Write out, from the entries below, exactly the lines that run between the lines holding "format: only PDF" and "pub fn user_message(&self)", inclusive, and stop there.

══ Data listing

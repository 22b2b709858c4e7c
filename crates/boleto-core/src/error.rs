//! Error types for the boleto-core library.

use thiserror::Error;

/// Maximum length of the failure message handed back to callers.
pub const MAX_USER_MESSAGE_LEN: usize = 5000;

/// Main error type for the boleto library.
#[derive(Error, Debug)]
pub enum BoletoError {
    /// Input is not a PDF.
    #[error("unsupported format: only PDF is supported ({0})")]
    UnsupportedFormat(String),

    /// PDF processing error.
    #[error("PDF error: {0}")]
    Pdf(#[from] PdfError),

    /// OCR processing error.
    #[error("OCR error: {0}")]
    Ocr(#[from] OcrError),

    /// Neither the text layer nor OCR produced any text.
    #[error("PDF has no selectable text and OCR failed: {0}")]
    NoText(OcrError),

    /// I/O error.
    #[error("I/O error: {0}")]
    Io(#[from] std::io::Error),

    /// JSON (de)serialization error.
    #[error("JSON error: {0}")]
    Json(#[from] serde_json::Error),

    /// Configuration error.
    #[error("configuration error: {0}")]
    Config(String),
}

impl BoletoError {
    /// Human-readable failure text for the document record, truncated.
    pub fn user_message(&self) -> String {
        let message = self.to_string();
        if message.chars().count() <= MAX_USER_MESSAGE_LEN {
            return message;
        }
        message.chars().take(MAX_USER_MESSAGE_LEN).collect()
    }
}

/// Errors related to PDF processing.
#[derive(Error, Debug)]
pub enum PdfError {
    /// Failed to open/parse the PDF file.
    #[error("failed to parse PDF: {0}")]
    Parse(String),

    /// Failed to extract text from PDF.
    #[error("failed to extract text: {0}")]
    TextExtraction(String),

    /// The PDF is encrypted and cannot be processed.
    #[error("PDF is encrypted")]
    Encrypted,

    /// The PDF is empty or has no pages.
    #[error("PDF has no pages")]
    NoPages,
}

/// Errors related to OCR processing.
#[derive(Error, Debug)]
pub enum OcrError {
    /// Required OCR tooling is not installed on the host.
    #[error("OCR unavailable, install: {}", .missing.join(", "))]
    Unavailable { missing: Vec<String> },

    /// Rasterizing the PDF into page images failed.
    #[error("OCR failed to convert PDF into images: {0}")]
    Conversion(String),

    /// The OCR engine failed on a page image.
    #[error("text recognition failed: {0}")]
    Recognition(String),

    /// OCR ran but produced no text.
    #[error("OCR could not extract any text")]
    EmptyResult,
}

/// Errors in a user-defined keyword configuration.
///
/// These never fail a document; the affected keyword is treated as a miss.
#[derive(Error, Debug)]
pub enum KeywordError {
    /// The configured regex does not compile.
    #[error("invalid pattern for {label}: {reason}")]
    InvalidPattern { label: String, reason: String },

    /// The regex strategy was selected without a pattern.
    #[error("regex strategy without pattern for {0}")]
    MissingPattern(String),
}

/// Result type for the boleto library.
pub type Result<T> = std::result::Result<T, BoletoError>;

════

§ Result of this exercise
    #[error("unsupported format: only PDF is supported ({0})")]
    UnsupportedFormat(String),

    /// PDF processing error.
    #[error("PDF error: {0}")]
    Pdf(#[from] PdfError),

    /// OCR processing error.
    #[error("OCR error: {0}")]
    Ocr(#[from] OcrError),

    /// Neither the text layer nor OCR produced any text.
    #[error("PDF has no selectable text and OCR failed: {0}")]
    NoText(OcrError),

    /// I/O error.
    #[error("I/O error: {0}")]
    Io(#[from] std::io::Error),

    /// JSON (de)serialization error.
    #[error("JSON error: {0}")]
    Json(#[from] serde_json::Error),

    /// Configuration error.
    #[error("configuration error: {0}")]
    Config(String),
}

impl BoletoError {
    /// Human-readable failure text for the document record, truncated.
    pub fn user_message(&self) -> String {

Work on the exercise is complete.